The fact of the matter is that one wonders, by George, in what Chambers were these technocrats embedded while they engaged in putative deep, serious discussions before coming up with this 'smart' idea.

To say the least, the monthly financial allocations do not compute. None of these families can survive, albeit exist, on these meager allocations. This is ministerial madness at its insane zenith. These allocations do not reflect the stark reality of the ever spiraling cost of living in TnT at this point in time coterminous with the exponential escalation of the price of basic food items.

In reality, the "Smart Card" programme represents the PNM's latest neocolonial social mathematical policy formulation that benefits no one. How anti-people can this PNM government get?

Are the decision makers of the Ministry of Social Development duncy enough to assume that nepotism, skullduggery, curry favour and corruption will not coexist in the "Smart Card" programme as they were rampant and uncontrollable in the Social Help and Rehabilitation Efforts (SHARE) scheme?
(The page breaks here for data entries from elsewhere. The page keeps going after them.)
//! Error types for the engine.

use thiserror::Error;

/// Engine-wide error type.
#[derive(Error, Debug, Clone, PartialEq, Eq)]
pub enum Error {
    /// Invalid data error
    #[error("Invalid data: {0}")]
    InvalidData(String),

    /// Resource not found
    #[error("Resource not found: {0}")]
    NotFound(String),

    /// Out of bounds access
    #[error("Out of bounds: {0}")]
    OutOfBounds(String),
}

/// Result type alias using our Error type.
pub type Result<T> = std::result::Result<T, Error>;
//! Error types for collision queries.
//!
//! A missed ray is not an error. These variants describe malformed trees.

use thiserror::Error;

/// Octree invariant violated during a query.
///
/// Branches always have exactly 8 live children in a [`voxray_world::Octree`],
/// so the only violation a query can run into is a tree that is too deep.
#[derive(Error, Debug, Clone, Copy, PartialEq, Eq)]
pub enum CollisionError {
    /// The traversal went deeper than the configured maximum.
    #[error("Octree deeper than the configured maximum of {max_depth} levels")]
    DepthExceeded { max_depth: u32 },
}

/// Result type alias using [`CollisionError`].
pub type Result<T> = std::result::Result<T, CollisionError>;
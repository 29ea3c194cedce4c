//! Output containers filled by analysis tasks
//!
//! ```text
//!   TaskOutputs
//!   ├── slot 1: OutputList ── Histogram1D, Histogram1D, ...
//!   ├── slot 2: Tree
//!   └── slot n: Tree
//! ```
//!
//! Every container owns what it holds; dropping the task drops its outputs.

use serde::{Deserialize, Serialize};
use std::collections::BTreeMap;
use std::fs;
use std::path::Path;

use crate::error::CepError;
use crate::CepResult;

// ═══════════════════════════════════════════════════════════════════════════════
// HISTOGRAM
// ═══════════════════════════════════════════════════════════════════════════════

/// One-dimensional histogram with uniform bins
#[derive(Debug, Clone, PartialEq, Serialize, Deserialize)]
pub struct Histogram1D {
    pub name: String,
    pub title: String,
    pub min: f64,
    pub max: f64,
    /// Bin counts
    pub counts: Vec<u64>,
    /// Total entries, including under- and overflow
    pub entries: u64,
    pub underflow: u64,
    pub overflow: u64,
    sum: f64,
    sum_sq: f64,
}

impl Histogram1D {
    pub fn new(name: &str, title: &str, n_bins: usize, min: f64, max: f64) -> Self {
        Self {
            name: name.to_string(),
            title: title.to_string(),
            min,
            max,
            counts: vec![0; n_bins],
            entries: 0,
            underflow: 0,
            overflow: 0,
            sum: 0.0,
            sum_sq: 0.0,
        }
    }

    pub fn n_bins(&self) -> usize {
        self.counts.len()
    }

    pub fn bin_width(&self) -> f64 {
        (self.max - self.min) / self.n_bins() as f64
    }

    /// Bin index holding `value`, or None when outside [min, max)
    ///
    /// A histogram without bins has no range: every value is under- or overflow.
    pub fn find_bin(&self, value: f64) -> Option<usize> {
        let last = self.n_bins().checked_sub(1)?;
        if value.is_nan() || value < self.min || value >= self.max {
            return None;
        }
        let bin = ((value - self.min) / self.bin_width()) as usize;
        Some(bin.min(last))
    }

    pub fn fill(&mut self, value: f64) {
        self.entries += 1;
        match self.find_bin(value) {
            Some(bin) => {
                self.counts[bin] += 1;
                self.sum += value;
                self.sum_sq += value * value;
            }
            None if value < self.min => self.underflow += 1,
            None => self.overflow += 1,
        }
    }

    /// Count in the bin holding `value`
    pub fn count_at(&self, value: f64) -> u64 {
        self.find_bin(value).map_or(0, |bin| self.counts[bin])
    }

    pub fn bin_center(&self, bin: usize) -> f64 {
        self.min + (bin as f64 + 0.5) * self.bin_width()
    }

    /// Entries inside the axis range
    pub fn in_range(&self) -> u64 {
        self.counts.iter().sum()
    }

    /// Mean of the in-range entries
    pub fn mean(&self) -> f64 {
        match self.in_range() {
            0 => 0.0,
            n => self.sum / n as f64,
        }
    }

    pub fn std(&self) -> f64 {
        let n = self.in_range();
        if n < 2 {
            return 0.0;
        }
        let mean = self.mean();
        (self.sum_sq / n as f64 - mean * mean).max(0.0).sqrt()
    }
}

// ═══════════════════════════════════════════════════════════════════════════════
// TREE
// ═══════════════════════════════════════════════════════════════════════════════

/// Flat table of numeric rows with named branches
#[derive(Debug, Clone, PartialEq, Serialize, Deserialize)]
pub struct Tree {
    pub name: String,
    pub title: String,
    pub branches: Vec<String>,
    pub rows: Vec<Vec<f64>>,
}

impl Tree {
    pub fn new(name: &str, title: &str, branches: &[&str]) -> Self {
        Self {
            name: name.to_string(),
            title: title.to_string(),
            branches: branches.iter().map(|b| b.to_string()).collect(),
            rows: Vec::new(),
        }
    }

    /// Append one row; it must carry one value per branch
    pub fn fill(&mut self, row: &[f64]) -> CepResult<()> {
        if row.len() != self.branches.len() {
            return Err(CepError::RowWidthMismatch {
                tree: self.name.clone(),
                expected: self.branches.len(),
                got: row.len(),
            });
        }
        self.rows.push(row.to_vec());
        Ok(())
    }

    pub fn entries(&self) -> usize {
        self.rows.len()
    }

    /// All values of one branch
    pub fn column(&self, branch: &str) -> Option<Vec<f64>> {
        let idx = self.branches.iter().position(|b| b == branch)?;
        Some(self.rows.iter().map(|row| row[idx]).collect())
    }
}

// ═══════════════════════════════════════════════════════════════════════════════
// CONTAINERS
// ═══════════════════════════════════════════════════════════════════════════════

/// Owning list of histograms
#[derive(Debug, Clone, Default, PartialEq, Serialize, Deserialize)]
pub struct OutputList {
    pub histograms: Vec<Histogram1D>,
}

impl OutputList {
    pub fn new() -> Self {
        Self::default()
    }

    pub fn add(&mut self, histogram: Histogram1D) {
        self.histograms.push(histogram);
    }

    pub fn get(&self, name: &str) -> Option<&Histogram1D> {
        self.histograms.iter().find(|h| h.name == name)
    }

    pub fn get_mut(&mut self, name: &str) -> Option<&mut Histogram1D> {
        self.histograms.iter_mut().find(|h| h.name == name)
    }

    /// Fill a histogram by name; unknown names are ignored
    pub fn fill(&mut self, name: &str, value: f64) {
        if let Some(h) = self.get_mut(name) {
            h.fill(value);
        }
    }

    pub fn len(&self) -> usize {
        self.histograms.len()
    }

    pub fn is_empty(&self) -> bool {
        self.histograms.is_empty()
    }
}

/// Content of one output slot
#[derive(Debug, Clone, PartialEq, Serialize, Deserialize)]
#[serde(tag = "type", rename_all = "lowercase")]
pub enum OutputObject {
    List(OutputList),
    Tree(Tree),
}

/// Numbered output slots of one task
#[derive(Debug, Clone, Default, PartialEq, Serialize, Deserialize)]
pub struct TaskOutputs {
    slots: BTreeMap<usize, OutputObject>,
}

impl TaskOutputs {
    pub fn new() -> Self {
        Self::default()
    }

    /// Attach an object to a slot, replacing what was there
    pub fn define(&mut self, slot: usize, object: OutputObject) {
        self.slots.insert(slot, object);
    }

    pub fn get(&self, slot: usize) -> Option<&OutputObject> {
        self.slots.get(&slot)
    }

    pub fn list(&self, slot: usize) -> CepResult<&OutputList> {
        match self.slots.get(&slot) {
            Some(OutputObject::List(list)) => Ok(list),
            _ => Err(CepError::UnknownSlot(slot)),
        }
    }

    pub fn list_mut(&mut self, slot: usize) -> CepResult<&mut OutputList> {
        match self.slots.get_mut(&slot) {
            Some(OutputObject::List(list)) => Ok(list),
            _ => Err(CepError::UnknownSlot(slot)),
        }
    }

    pub fn tree(&self, slot: usize) -> CepResult<&Tree> {
        match self.slots.get(&slot) {
            Some(OutputObject::Tree(tree)) => Ok(tree),
            _ => Err(CepError::UnknownSlot(slot)),
        }
    }

    pub fn tree_mut(&mut self, slot: usize) -> CepResult<&mut Tree> {
        match self.slots.get_mut(&slot) {
            Some(OutputObject::Tree(tree)) => Ok(tree),
            _ => Err(CepError::UnknownSlot(slot)),
        }
    }

    pub fn slots(&self) -> impl Iterator<Item = (usize, &OutputObject)> {
        self.slots.iter().map(|(&slot, obj)| (slot, obj))
    }

    pub fn is_empty(&self) -> bool {
        self.slots.is_empty()
    }
}

/// Write the outputs of several tasks, keyed by task name, as pretty JSON
pub fn write_outputs<'a, I>(path: impl AsRef<Path>, outputs: I) -> CepResult<()>
where
    I: IntoIterator<Item = (&'a str, &'a TaskOutputs)>,
{
    let doc: BTreeMap<&str, &TaskOutputs> = outputs.into_iter().collect();
    let json = serde_json::to_string_pretty(&doc)?;
    fs::write(path.as_ref(), json)
        .map_err(|e| CepError::Io(format!("Failed to write outputs: {}", e)))?;
    log::info!("Wrote {} task output(s) to {:?}", doc.len(), path.as_ref());
    Ok(())
}

/// Read back a file produced by [`write_outputs`]
pub fn read_outputs(path: impl AsRef<Path>) -> CepResult<BTreeMap<String, TaskOutputs>> {
    let content = fs::read_to_string(path.as_ref())
        .map_err(|e| CepError::Io(format!("Failed to read outputs: {}", e)))?;
    Ok(serde_json::from_str(&content)?)
}

#[cfg(test)]
mod tests {
    use super::*;
    use tempfile::TempDir;

    #[test]
    fn test_histogram_binning() {
        let mut h = Histogram1D::new("pt", "pt", 100, 0.0, 10.0);
        h.fill(0.05);
        h.fill(9.99);
        h.fill(10.0);
        h.fill(-0.1);
        h.fill(f64::NAN);

        assert_eq!(h.counts[0], 1);
        assert_eq!(h.counts[99], 1);
        assert_eq!(h.overflow, 2);
        assert_eq!(h.underflow, 1);
        assert_eq!(h.entries, 5);
        assert_eq!(h.in_range(), 2);
    }

    #[test]
    fn test_histogram_without_bins() {
        let mut h = Histogram1D::new("empty", "no bins", 0, 0.0, 1.0);
        h.fill(0.5);
        h.fill(-1.0);
        assert_eq!(h.find_bin(0.5), None);
        assert_eq!(h.count_at(0.5), 0);
        assert_eq!(h.in_range(), 0);
        assert_eq!(h.underflow, 1);
        assert_eq!(h.overflow, 1);
        assert_eq!(h.entries, 2);
    }

    #[test]
    fn test_histogram_statistics() {
        let mut h = Histogram1D::new("x", "x", 10, -5.0, 5.0);
        for v in [-1.0, 1.0, -1.0, 1.0] {
            h.fill(v);
        }
        assert!(h.mean().abs() < 1e-12);
        assert!((h.std() - 1.0).abs() < 1e-12);
        assert!((h.bin_center(5) - 0.5).abs() < 1e-12);
        assert_eq!(h.count_at(1.0), 2);
    }

    #[test]
    fn test_tree_rejects_wrong_width() {
        let mut tree = Tree::new("t", "test", &["a", "b"]);
        tree.fill(&[1.0, 2.0]).unwrap();
        let err = tree.fill(&[1.0]).unwrap_err();
        assert!(matches!(
            err,
            CepError::RowWidthMismatch {
                expected: 2,
                got: 1,
                ..
            }
        ));
        assert_eq!(tree.entries(), 1);
        assert_eq!(tree.column("b"), Some(vec![2.0]));
        assert_eq!(tree.column("c"), None);
    }

    #[test]
    fn test_slots_are_typed() {
        let mut outputs = TaskOutputs::new();
        outputs.define(1, OutputObject::List(OutputList::new()));
        outputs.define(2, OutputObject::Tree(Tree::new("t", "t", &["a"])));

        assert!(outputs.list(1).is_ok());
        assert!(outputs.tree(2).is_ok());
        assert!(matches!(outputs.tree(1), Err(CepError::UnknownSlot(1))));
        assert!(matches!(outputs.list_mut(3), Err(CepError::UnknownSlot(3))));
    }

    #[test]
    fn test_write_and_read_outputs() {
        let mut outputs = TaskOutputs::new();
        let mut list = OutputList::new();
        list.add(Histogram1D::new("h", "h", 4, 0.0, 4.0));
        list.fill("h", 2.5);
        list.fill("missing", 1.0);
        outputs.define(1, OutputObject::List(list));

        let temp_dir = TempDir::new().unwrap();
        let path = temp_dir.path().join("out.json");
        write_outputs(&path, [("task", &outputs)]).unwrap();

        let back = read_outputs(&path).unwrap();
        let hist = back["task"].list(1).unwrap().get("h").unwrap();
        assert_eq!(hist.counts, vec![0, 0, 1, 0]);
    }
}
//! Four-momentum arithmetic for MC-truth comparisons

use serde::{Deserialize, Serialize};
use std::iter::Sum;
use std::ops::{Add, AddAssign};

/// Lorentz four-vector (px, py, pz, E) in GeV
#[derive(Debug, Clone, Copy, PartialEq, Default, Serialize, Deserialize)]
pub struct LorentzVector {
    pub px: f64,
    pub py: f64,
    pub pz: f64,
    pub e: f64,
}

impl LorentzVector {
    pub fn new(px: f64, py: f64, pz: f64, e: f64) -> Self {
        Self { px, py, pz, e }
    }

    /// Build from three-momentum and mass
    pub fn from_momentum_mass(px: f64, py: f64, pz: f64, mass: f64) -> Self {
        let e = (px * px + py * py + pz * pz + mass * mass).sqrt();
        Self::new(px, py, pz, e)
    }

    /// Invariant mass squared: m² = E² - |p|²
    pub fn mass_squared(&self) -> f64 {
        self.e.powi(2) - self.p().powi(2)
    }

    /// Invariant mass; spacelike vectors give -√(-m²)
    pub fn mass(&self) -> f64 {
        let m2 = self.mass_squared();
        if m2 < 0.0 {
            -(-m2).sqrt()
        } else {
            m2.sqrt()
        }
    }

    /// Three-momentum magnitude
    pub fn p(&self) -> f64 {
        (self.px.powi(2) + self.py.powi(2) + self.pz.powi(2)).sqrt()
    }

    /// Transverse momentum
    pub fn pt(&self) -> f64 {
        self.px.hypot(self.py)
    }

    /// Azimuthal angle in [0, 2π)
    pub fn phi(&self) -> f64 {
        let phi = self.py.atan2(self.px);
        if phi < 0.0 {
            phi + 2.0 * std::f64::consts::PI
        } else {
            phi
        }
    }

    /// Pseudorapidity. Tracks along the beam axis get ±1e10.
    pub fn eta(&self) -> f64 {
        let pt = self.pt();
        if pt == 0.0 {
            return if self.pz >= 0.0 { 1e10 } else { -1e10 };
        }
        (self.pz / pt).asinh()
    }
}

impl Add for LorentzVector {
    type Output = Self;

    fn add(self, rhs: Self) -> Self {
        Self::new(
            self.px + rhs.px,
            self.py + rhs.py,
            self.pz + rhs.pz,
            self.e + rhs.e,
        )
    }
}

impl AddAssign for LorentzVector {
    fn add_assign(&mut self, rhs: Self) {
        *self = *self + rhs;
    }
}

impl Sum for LorentzVector {
    fn sum<I: Iterator<Item = Self>>(iter: I) -> Self {
        iter.fold(Self::default(), |acc, v| acc + v)
    }
}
Maybe George Chambers' cap has been handed down and is now being perfectly well fitted and worn by policy makers in this PNM government. The more things change, the more they remain the same.

The "Smart Card" scheme is just a congosa, mammaguy and pappyshow ploy to pacify and placate Trinbagonians to vote for the PNM in the upcoming general elections. The Manning administration couldn't care less about the afflicted and affected people; the PNM government just wants their votes to remain in power. Politics is the name of this "Smart Card" game. Trinbagonians are being taken for a political joy ride to never land.

The sad tragedy in all this is that the PNM government is determined to create a solid psychological dependency syndrome among vulnerable groups in TnT; by so doing, their votes would be taken for granted at election time. These vulnerable groups have apparently bitten and swallowed the PNM's bait—hook, line and sinker.

Indeed, by establishing this vicious, self-destructive dependency syndrome, the PNM has surreptitiously created loyal PNMites and wards/clients of the State.

The fact of the matter is that since "money is no problem" in TnT as of this writing, then, it is rather inconceivable and totally incomprehensible to ascertain why the government did not see it fit and humane to offer much more substantial financial monthly allocations to needy Trinbagonians.

This failure speaks volumes as to the anti-people public policy posture of the Manning government.

The only conclusion that can be arrived at is that the ulterior motive behind the "Smart Card" scheme is that the government calculated that it can make some people in society a financial offer which they cannot refuse.

Needy Trinbagonians do not need a meager handout from the government; they need a firm public policy hand to lift them out of the doldrums of poverty, despair, dislocation, dysfunction, self-hate and nothingness.

In the final analysis, the card was a smart idea but unfortunately, it represents duncy social policy researched, packaged and formulated by arrogant policy makers in the Ministry of Social Development.

Shem Hotep ("I go in peace").

Dr. Kwame Nantambu is a part-time lecturer at Cipriani College of Labour and Co-operative Studies and University of the West Indies.